Available data >>
((

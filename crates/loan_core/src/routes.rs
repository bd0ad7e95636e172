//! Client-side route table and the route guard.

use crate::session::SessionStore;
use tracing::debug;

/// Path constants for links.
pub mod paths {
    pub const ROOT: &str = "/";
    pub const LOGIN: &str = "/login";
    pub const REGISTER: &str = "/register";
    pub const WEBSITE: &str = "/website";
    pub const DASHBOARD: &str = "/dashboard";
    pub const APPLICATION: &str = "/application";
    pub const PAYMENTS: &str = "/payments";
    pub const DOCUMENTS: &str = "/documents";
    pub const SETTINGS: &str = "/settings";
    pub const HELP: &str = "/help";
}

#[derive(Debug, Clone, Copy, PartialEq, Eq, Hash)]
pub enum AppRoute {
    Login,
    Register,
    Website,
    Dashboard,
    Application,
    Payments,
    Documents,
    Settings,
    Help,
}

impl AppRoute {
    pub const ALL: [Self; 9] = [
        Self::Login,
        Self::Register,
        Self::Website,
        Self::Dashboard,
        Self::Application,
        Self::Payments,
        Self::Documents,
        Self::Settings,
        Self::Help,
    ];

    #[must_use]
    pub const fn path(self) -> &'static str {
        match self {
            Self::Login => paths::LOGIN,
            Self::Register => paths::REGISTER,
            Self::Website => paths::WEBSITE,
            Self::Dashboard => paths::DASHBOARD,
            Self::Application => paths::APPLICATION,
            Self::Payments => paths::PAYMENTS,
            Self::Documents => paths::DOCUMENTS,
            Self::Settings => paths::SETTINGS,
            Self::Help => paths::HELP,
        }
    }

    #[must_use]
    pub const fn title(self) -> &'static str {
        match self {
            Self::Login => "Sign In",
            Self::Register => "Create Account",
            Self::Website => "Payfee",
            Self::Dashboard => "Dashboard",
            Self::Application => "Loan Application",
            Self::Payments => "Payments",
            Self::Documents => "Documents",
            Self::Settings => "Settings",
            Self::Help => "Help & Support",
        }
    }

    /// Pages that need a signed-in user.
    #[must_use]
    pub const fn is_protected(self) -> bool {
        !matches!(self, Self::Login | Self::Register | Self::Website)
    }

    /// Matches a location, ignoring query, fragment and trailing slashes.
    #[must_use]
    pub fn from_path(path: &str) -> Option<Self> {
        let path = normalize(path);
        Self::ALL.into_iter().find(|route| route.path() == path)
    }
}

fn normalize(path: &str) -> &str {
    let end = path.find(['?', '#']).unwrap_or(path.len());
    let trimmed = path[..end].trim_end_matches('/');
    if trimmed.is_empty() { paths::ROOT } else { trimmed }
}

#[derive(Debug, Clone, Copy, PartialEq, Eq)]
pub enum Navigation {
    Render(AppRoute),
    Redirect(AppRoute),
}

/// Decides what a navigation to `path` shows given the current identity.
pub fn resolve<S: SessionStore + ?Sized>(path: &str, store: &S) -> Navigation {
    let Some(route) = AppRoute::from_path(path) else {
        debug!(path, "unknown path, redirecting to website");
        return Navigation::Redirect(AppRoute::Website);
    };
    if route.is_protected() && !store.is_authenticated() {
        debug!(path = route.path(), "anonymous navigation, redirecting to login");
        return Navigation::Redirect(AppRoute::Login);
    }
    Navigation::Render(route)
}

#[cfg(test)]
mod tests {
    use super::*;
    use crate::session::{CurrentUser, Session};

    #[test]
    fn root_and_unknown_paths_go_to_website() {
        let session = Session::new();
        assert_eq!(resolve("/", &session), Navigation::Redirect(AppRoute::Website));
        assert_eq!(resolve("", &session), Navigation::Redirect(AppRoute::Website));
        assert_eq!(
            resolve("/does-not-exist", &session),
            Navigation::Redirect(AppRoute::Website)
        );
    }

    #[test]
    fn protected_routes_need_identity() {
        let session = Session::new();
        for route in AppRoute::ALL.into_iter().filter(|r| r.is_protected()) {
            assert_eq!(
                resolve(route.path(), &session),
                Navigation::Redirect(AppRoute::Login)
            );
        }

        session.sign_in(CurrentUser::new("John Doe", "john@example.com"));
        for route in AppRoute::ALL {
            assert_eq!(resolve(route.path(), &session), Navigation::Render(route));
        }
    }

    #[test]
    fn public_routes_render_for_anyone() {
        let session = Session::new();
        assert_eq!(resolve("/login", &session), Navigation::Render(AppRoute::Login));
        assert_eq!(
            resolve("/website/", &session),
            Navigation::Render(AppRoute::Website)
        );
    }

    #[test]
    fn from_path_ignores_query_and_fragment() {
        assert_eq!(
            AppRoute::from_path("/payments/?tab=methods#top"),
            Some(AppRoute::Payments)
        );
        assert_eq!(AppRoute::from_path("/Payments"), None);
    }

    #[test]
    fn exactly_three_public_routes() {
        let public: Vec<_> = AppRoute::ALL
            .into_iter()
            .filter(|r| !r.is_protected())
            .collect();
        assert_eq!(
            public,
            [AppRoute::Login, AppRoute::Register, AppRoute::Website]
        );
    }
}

))
((

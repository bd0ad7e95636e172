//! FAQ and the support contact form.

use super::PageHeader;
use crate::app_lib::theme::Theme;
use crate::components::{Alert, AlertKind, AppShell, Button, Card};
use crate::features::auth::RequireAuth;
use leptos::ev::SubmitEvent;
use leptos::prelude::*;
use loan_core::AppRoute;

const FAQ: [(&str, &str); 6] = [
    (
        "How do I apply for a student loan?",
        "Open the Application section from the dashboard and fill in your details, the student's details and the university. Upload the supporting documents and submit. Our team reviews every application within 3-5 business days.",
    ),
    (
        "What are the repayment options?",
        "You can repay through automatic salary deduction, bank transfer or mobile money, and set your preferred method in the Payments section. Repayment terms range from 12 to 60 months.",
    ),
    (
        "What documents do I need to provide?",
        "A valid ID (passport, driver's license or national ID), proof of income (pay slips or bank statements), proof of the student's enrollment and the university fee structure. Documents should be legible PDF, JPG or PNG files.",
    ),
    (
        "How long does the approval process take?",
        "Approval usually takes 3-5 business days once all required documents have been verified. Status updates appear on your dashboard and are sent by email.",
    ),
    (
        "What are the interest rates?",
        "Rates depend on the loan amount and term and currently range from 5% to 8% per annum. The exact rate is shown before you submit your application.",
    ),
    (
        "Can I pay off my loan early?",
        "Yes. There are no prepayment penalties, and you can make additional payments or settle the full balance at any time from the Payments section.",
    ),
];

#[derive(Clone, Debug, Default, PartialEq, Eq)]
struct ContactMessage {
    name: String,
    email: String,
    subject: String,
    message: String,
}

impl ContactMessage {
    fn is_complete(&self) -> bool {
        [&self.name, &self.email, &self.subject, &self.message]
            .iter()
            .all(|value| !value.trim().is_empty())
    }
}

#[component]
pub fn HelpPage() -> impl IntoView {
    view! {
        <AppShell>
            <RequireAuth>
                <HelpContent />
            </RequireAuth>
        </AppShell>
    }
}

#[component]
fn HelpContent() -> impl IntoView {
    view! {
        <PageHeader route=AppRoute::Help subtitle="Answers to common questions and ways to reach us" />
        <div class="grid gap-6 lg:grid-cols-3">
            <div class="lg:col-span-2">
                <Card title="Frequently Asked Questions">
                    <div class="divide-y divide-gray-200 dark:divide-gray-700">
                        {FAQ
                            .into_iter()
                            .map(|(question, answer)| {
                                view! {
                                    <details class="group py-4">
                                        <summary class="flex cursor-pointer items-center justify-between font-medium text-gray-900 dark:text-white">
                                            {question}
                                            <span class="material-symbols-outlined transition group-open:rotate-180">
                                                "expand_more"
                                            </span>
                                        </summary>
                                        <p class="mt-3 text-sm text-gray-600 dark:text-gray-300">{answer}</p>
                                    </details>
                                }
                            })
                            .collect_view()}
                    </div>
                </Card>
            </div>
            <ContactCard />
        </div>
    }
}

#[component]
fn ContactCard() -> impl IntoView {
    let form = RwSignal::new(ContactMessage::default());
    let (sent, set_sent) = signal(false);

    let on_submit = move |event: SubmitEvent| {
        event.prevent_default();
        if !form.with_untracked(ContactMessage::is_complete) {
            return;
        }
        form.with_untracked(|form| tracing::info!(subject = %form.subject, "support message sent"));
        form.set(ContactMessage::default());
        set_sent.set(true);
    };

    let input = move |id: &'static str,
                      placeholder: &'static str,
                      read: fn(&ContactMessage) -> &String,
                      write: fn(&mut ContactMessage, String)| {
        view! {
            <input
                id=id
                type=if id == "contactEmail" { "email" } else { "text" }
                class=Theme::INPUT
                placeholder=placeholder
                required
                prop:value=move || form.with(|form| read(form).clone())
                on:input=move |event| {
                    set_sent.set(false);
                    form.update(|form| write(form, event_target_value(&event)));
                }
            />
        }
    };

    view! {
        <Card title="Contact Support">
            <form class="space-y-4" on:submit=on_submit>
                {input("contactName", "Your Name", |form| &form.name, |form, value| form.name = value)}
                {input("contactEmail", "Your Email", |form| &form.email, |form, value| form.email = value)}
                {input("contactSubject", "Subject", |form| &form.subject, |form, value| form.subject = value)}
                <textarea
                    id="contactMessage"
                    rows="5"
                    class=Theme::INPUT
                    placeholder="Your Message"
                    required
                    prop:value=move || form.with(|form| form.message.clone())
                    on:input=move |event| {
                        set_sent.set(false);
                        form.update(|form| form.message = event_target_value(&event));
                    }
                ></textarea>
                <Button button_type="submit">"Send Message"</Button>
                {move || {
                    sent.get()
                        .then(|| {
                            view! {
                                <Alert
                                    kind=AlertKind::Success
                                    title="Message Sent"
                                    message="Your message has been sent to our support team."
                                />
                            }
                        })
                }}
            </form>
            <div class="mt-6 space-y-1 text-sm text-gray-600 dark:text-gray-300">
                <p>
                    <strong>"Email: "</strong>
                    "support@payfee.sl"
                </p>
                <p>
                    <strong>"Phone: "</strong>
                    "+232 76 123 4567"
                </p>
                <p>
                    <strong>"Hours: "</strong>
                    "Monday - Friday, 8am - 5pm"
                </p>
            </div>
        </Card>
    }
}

))

Exercise aim >> The job is to copy each line from the material above that holds the word "does".

Task solution >>
            resolve("/does-not-exist", &session),
        "How long does the approval process take?",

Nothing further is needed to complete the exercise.